- _Work instruction_
Report each line of the data below in which "stack" appears.

Source data
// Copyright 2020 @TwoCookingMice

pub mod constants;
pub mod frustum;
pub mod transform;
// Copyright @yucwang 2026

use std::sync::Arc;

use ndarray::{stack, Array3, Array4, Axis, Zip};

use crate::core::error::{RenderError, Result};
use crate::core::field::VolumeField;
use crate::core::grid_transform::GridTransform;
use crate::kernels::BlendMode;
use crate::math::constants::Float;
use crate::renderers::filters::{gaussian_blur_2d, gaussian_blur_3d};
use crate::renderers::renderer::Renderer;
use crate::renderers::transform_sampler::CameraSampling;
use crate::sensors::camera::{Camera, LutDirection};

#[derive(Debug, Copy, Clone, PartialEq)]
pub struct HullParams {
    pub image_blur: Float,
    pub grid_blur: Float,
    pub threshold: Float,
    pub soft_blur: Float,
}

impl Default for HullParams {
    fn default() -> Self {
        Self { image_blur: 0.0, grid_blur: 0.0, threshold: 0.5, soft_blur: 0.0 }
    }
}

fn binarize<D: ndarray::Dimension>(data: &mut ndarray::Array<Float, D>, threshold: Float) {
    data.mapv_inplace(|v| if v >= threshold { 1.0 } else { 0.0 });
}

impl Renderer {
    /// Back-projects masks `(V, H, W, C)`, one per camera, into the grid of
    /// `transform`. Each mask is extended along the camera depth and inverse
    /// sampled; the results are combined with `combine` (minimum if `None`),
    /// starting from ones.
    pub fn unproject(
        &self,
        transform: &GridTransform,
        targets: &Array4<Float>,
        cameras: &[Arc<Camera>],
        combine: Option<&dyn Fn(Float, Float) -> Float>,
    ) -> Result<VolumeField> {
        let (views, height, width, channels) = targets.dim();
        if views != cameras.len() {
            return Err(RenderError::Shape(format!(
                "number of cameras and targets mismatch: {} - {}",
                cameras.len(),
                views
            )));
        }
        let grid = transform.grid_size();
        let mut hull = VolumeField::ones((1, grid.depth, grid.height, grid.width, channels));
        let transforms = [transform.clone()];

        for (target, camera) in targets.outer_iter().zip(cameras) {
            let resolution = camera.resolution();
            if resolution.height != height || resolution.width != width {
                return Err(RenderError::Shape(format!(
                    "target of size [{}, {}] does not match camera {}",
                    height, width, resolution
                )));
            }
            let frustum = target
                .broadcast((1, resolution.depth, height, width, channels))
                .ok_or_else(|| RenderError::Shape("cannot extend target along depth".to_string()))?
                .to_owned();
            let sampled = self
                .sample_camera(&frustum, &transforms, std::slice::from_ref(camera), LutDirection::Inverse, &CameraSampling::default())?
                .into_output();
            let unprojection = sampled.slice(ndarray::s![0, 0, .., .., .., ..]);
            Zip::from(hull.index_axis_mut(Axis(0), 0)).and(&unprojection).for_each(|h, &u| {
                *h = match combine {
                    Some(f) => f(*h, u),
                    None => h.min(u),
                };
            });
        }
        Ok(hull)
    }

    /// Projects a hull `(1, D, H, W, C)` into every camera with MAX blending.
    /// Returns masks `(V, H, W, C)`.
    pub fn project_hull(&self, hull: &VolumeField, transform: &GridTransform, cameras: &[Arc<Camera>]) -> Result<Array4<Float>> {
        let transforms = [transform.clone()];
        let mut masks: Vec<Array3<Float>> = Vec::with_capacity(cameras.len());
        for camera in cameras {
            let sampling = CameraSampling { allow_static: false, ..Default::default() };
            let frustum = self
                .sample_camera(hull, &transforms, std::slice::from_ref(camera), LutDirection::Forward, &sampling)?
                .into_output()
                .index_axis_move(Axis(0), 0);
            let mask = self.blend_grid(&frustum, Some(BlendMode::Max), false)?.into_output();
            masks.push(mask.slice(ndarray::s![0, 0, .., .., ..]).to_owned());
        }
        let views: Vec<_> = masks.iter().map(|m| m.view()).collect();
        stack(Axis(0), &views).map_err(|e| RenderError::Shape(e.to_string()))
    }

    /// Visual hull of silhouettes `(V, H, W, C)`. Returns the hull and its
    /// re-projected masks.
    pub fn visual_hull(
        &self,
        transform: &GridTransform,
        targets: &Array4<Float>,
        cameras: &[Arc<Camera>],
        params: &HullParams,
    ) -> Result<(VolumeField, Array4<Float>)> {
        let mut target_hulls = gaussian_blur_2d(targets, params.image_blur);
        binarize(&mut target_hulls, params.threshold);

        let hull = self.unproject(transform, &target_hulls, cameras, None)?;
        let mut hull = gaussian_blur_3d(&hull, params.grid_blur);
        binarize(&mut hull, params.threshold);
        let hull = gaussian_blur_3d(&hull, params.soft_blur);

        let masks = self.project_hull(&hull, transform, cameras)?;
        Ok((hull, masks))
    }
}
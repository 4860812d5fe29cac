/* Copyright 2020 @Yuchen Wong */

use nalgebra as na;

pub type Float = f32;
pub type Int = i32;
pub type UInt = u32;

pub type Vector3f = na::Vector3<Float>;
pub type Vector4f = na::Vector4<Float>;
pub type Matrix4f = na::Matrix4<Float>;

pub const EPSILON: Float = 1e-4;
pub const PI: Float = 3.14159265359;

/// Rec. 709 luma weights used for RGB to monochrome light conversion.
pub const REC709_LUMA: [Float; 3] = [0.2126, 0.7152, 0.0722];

- _Problem solution_
use ndarray::{stack, Array3, Array4, Axis, Zip};
        stack(Axis(0), &views).map_err(|e| RenderError::Shape(e.to_string()))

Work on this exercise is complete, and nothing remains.